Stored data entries

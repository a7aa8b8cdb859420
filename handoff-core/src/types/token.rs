//! Single-use transaction tokens.
//!
//! A token is an opaque string. Only the ledger creates tokens; every other
//! participant treats the value as an uninterpreted payload, which is why a
//! [`Token`] can be built from arbitrary content without validation.

use std::borrow::Borrow;
use std::fmt;

use serde::{Deserialize, Serialize};
use uuid::Uuid;

/// Prefix carried by every token the ledger generates.
pub const TOKEN_PREFIX: &str = "TXN-";

/// Opaque transaction token.
#[derive(Clone, Debug, PartialEq, Eq, Hash, PartialOrd, Ord, Serialize, Deserialize)]
#[serde(transparent)]
pub struct Token(String);

impl Token {
    /// Generate a fresh random token (`TXN-<uuid v4>`).
    pub fn generate() -> Self {
        Self(format!("{}{}", TOKEN_PREFIX, Uuid::new_v4()))
    }

    /// Wrap a raw content value as a token.
    ///
    /// The value is not checked: a corrupted handback still has to reach the
    /// ledger so it can be refused there.
    pub fn from_content(content: impl Into<String>) -> Self {
        Self(content.into())
    }

    /// The token value as carried in message content.
    pub fn as_str(&self) -> &str {
        &self.0
    }

    /// Check whether the value has the shape of a ledger-generated token.
    pub fn is_well_formed(&self) -> bool {
        self.0
            .strip_prefix(TOKEN_PREFIX)
            .map(|rest| Uuid::parse_str(rest).is_ok())
            .unwrap_or(false)
    }
}

impl Borrow<str> for Token {
    fn borrow(&self) -> &str {
        &self.0
    }
}

impl fmt::Display for Token {
    fn fmt(&self, f: &mut fmt::Formatter<'_>) -> fmt::Result {
        f.write_str(&self.0)
    }
}
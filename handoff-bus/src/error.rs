//! Bus and directory error types.

use handoff_core::{CoreError, ParticipantId};
use thiserror::Error;

/// Transport and directory errors.
#[derive(Debug, Error)]
pub enum BusError {
    /// A message was addressed to a participant without a mailbox.
    #[error("Unknown receiver: {0}")]
    UnknownReceiver(ParticipantId),

    /// The receiver's mailbox has been dropped.
    #[error("Mailbox closed for {0}")]
    MailboxClosed(ParticipantId),

    /// A participant tried to register twice.
    #[error("Participant already registered: {0}")]
    AlreadyRegistered(ParticipantId),

    /// Message content exceeds the configured limit.
    #[error("Content too large: {size} bytes (max: {max})")]
    ContentTooLarge { size: usize, max: usize },

    /// Message addresses more receivers than allowed.
    #[error("Too many receivers: {count} (max: {max})")]
    TooManyReceivers { count: usize, max: usize },

    /// A message could not be built.
    #[error("Invalid message: {0}")]
    InvalidMessage(#[from] CoreError),

    /// The directory or mailbox registry could not be accessed.
    #[error("Directory unavailable: {0}")]
    DirectoryUnavailable(String),

    /// The participant is already registered under this role.
    #[error("Duplicate service registration: {role} for {participant}")]
    DuplicateService { role: String, participant: ParticipantId },
}

/// Result type for bus operations.
pub type BusResult<T> = Result<T, BusError>;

▶ _What is being asked_
Please repeat every record above word for word.

▶ _Solution to this exercise_
repository a7aa8b8cdb859420
filename handoff-core/src/types/token.rs
//! Single-use transaction tokens.
//!
//! A token is an opaque string. Only the ledger creates tokens; every other
//! participant treats the value as an uninterpreted payload, which is why a
//! [`Token`] can be built from arbitrary content without validation.

use std::borrow::Borrow;
use std::fmt;

use serde::{Deserialize, Serialize};
use uuid::Uuid;

/// Prefix carried by every token the ledger generates.
pub const TOKEN_PREFIX: &str = "TXN-";

/// Opaque transaction token.
#[derive(Clone, Debug, PartialEq, Eq, Hash, PartialOrd, Ord, Serialize, Deserialize)]
#[serde(transparent)]
pub struct Token(String);

impl Token {
    /// Generate a fresh random token (`TXN-<uuid v4>`).
    pub fn generate() -> Self {
        Self(format!("{}{}", TOKEN_PREFIX, Uuid::new_v4()))
    }

    /// Wrap a raw content value as a token.
    ///
    /// The value is not checked: a corrupted handback still has to reach the
    /// ledger so it can be refused there.
    pub fn from_content(content: impl Into<String>) -> Self {
        Self(content.into())
    }

    /// The token value as carried in message content.
    pub fn as_str(&self) -> &str {
        &self.0
    }

    /// Check whether the value has the shape of a ledger-generated token.
    pub fn is_well_formed(&self) -> bool {
        self.0
            .strip_prefix(TOKEN_PREFIX)
            .map(|rest| Uuid::parse_str(rest).is_ok())
            .unwrap_or(false)
    }
}

impl Borrow<str> for Token {
    fn borrow(&self) -> &str {
        &self.0
    }
}

impl fmt::Display for Token {
    fn fmt(&self, f: &mut fmt::Formatter<'_>) -> fmt::Result {
        f.write_str(&self.0)
    }
}
filename handoff-bus/src/error.rs
//! Bus and directory error types.

use handoff_core::{CoreError, ParticipantId};
use thiserror::Error;

/// Transport and directory errors.
#[derive(Debug, Error)]
pub enum BusError {
    /// A message was addressed to a participant without a mailbox.
    #[error("Unknown receiver: {0}")]
    UnknownReceiver(ParticipantId),

    /// The receiver's mailbox has been dropped.
    #[error("Mailbox closed for {0}")]
    MailboxClosed(ParticipantId),

    /// A participant tried to register twice.
    #[error("Participant already registered: {0}")]
    AlreadyRegistered(ParticipantId),

    /// Message content exceeds the configured limit.
    #[error("Content too large: {size} bytes (max: {max})")]
    ContentTooLarge { size: usize, max: usize },

    /// Message addresses more receivers than allowed.
    #[error("Too many receivers: {count} (max: {max})")]
    TooManyReceivers { count: usize, max: usize },

    /// A message could not be built.
    #[error("Invalid message: {0}")]
    InvalidMessage(#[from] CoreError),

    /// The directory or mailbox registry could not be accessed.
    #[error("Directory unavailable: {0}")]
    DirectoryUnavailable(String),

    /// The participant is already registered under this role.
    #[error("Duplicate service registration: {role} for {participant}")]
    DuplicateService { role: String, participant: ParticipantId },
}

/// Result type for bus operations.
pub type BusResult<T> = Result<T, BusError>;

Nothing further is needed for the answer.